あの人面樹をあっさりと片付けたのだから。
でも、正直、ここまでとは思わなかった。グリフォンですら、全くと言っていいほど歯が立たない。
その気になれば、この人は一瞬で魔物を灰にも出来たのではないだろうか。そうしなかったのは、万が一にも私と試験監督が巻き込まれないように、配慮しただけであって……。
「お前がとどめを刺せ」
倒れて横たわるグリフォンを一瞥し、レファーンが言った。
魔物が窮鼠猫を噛まないように、用意周到に、魔法でその巨体を拘束しながら。
「とどめ……」
私は、ごくりと、喉を鳴らす。
人面樹を別にすれば、私は生き物を殺すのは初めてだった。もちろん、何かの拍子に蟻を踏んだり、殺虫剤で蠅を吹き飛ばしたりするくらいのことは、あったけど。
鷲の頭と獅子の体を持つ魔物は、何だか、元の世界の生き物にも通じるものがあって、命を奪うことに躊躇いを感じてしまう。
試験なのに、そこまでしなければならないのだろうか。もう勝負はついている。私は何もしていないから、再試が待っているだろうけど。
「躊躇うな。躊躇ったら……実戦では自分が死ぬだけだ」
レファーンは、私の中にある、いかにも現代人っぽい感傷までも、見抜いていたのだろうか。

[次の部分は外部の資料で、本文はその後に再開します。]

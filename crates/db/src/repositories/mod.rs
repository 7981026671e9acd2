use async_trait::async_trait;
use thiserror::Error;

use tradebook_core::{Buyer, Expense, InventoryItem, OwnerId, RecordFilter};

pub mod buyer;
pub mod expense;
pub mod inventory;
pub mod memory;

pub use buyer::SqlBuyerRepository;
pub use expense::SqlExpenseRepository;
pub use inventory::SqlInventoryRepository;
pub use memory::{InMemoryBuyerRepository, InMemoryExpenseRepository, InMemoryInventoryRepository};

#[derive(Debug, Error)]
pub enum RepositoryError {
    #[error("database error: {0}")]
    Database(#[from] sqlx::Error),
    #[error("decode error: {0}")]
    Decode(String),
}

/// Reads are always scoped to one owner; the filter narrows within that scope.
#[async_trait]
pub trait InventoryRepository: Send + Sync {
    async fn list(
        &self,
        owner_id: &OwnerId,
        filter: &RecordFilter,
    ) -> Result<Vec<InventoryItem>, RepositoryError>;
    async fn save(&self, item: InventoryItem) -> Result<(), RepositoryError>;
}

#[async_trait]
pub trait BuyerRepository: Send + Sync {
    async fn list(
        &self,
        owner_id: &OwnerId,
        filter: &RecordFilter,
    ) -> Result<Vec<Buyer>, RepositoryError>;
    async fn save(&self, buyer: Buyer) -> Result<(), RepositoryError>;
}

#[async_trait]
pub trait ExpenseRepository: Send + Sync {
    async fn list(
        &self,
        owner_id: &OwnerId,
        filter: &RecordFilter,
    ) -> Result<Vec<Expense>, RepositoryError>;
    async fn save(&self, expense: Expense) -> Result<(), RepositoryError>;
}

pub(crate) fn decode_err(error: impl std::fmt::Display) -> RepositoryError {
    RepositoryError::Decode(error.to_string())
}

/// Substring pattern for `LIKE ? ESCAPE '\\'`; wildcards in the input match literally.
pub(crate) fn like_pattern(value: Option<String>) -> Option<String> {
    value.map(|value| {
        let mut escaped = String::with_capacity(value.len() + 2);
        escaped.push('%');
        for ch in value.chars() {
            if matches!(ch, '\\' | '%' | '_') {
                escaped.push('\\');
            }
            escaped.push(ch);
        }
        escaped.push('%');
        escaped
    })
}

pub(crate) fn parse_decimal(
    column: &str,
    raw: &str,
) -> Result<rust_decimal::Decimal, RepositoryError> {
    raw.parse::<rust_decimal::Decimal>()
        .map_err(|e| RepositoryError::Decode(format!("{column}: {e}")))
}

pub(crate) fn parse_timestamp(
    column: &str,
    raw: &str,
) -> Result<chrono::DateTime<chrono::Utc>, RepositoryError> {
    chrono::DateTime::parse_from_rfc3339(raw)
        .map(|dt| dt.with_timezone(&chrono::Utc))
        .map_err(|e| RepositoryError::Decode(format!("{column}: {e}")))
}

試験は、魔法の実力を試すものなどではなく、覚悟の強さを見抜くためのものだったのかもしれない。中途半端なままでは、いずれ間違いなく死ぬぞ、と。
(ごめん)
心の中で、私はグリフォンに謝った。
(ごめんね。でも、私、生きたいんだ……。ここの世界で、生き抜きたいの)
『エゼル・ガウティア・イネストゥーノ』
さっき、レファーンが唱えた呪文。真っ直ぐに駆け抜ける雷光の魔法。
鋭い光の剣は、今度こそ、翼の付け根などではなく、魔物の体の中央を貫いた。
断末魔の悲鳴を聞きながら、私は、これがこの世界で生きて行くための掟なのだと、自分に言い聞かせていた。
私は、人としても、魔道士としても、未熟すぎて、すぐに割り切ることなんて、出来そうにもないけれど……。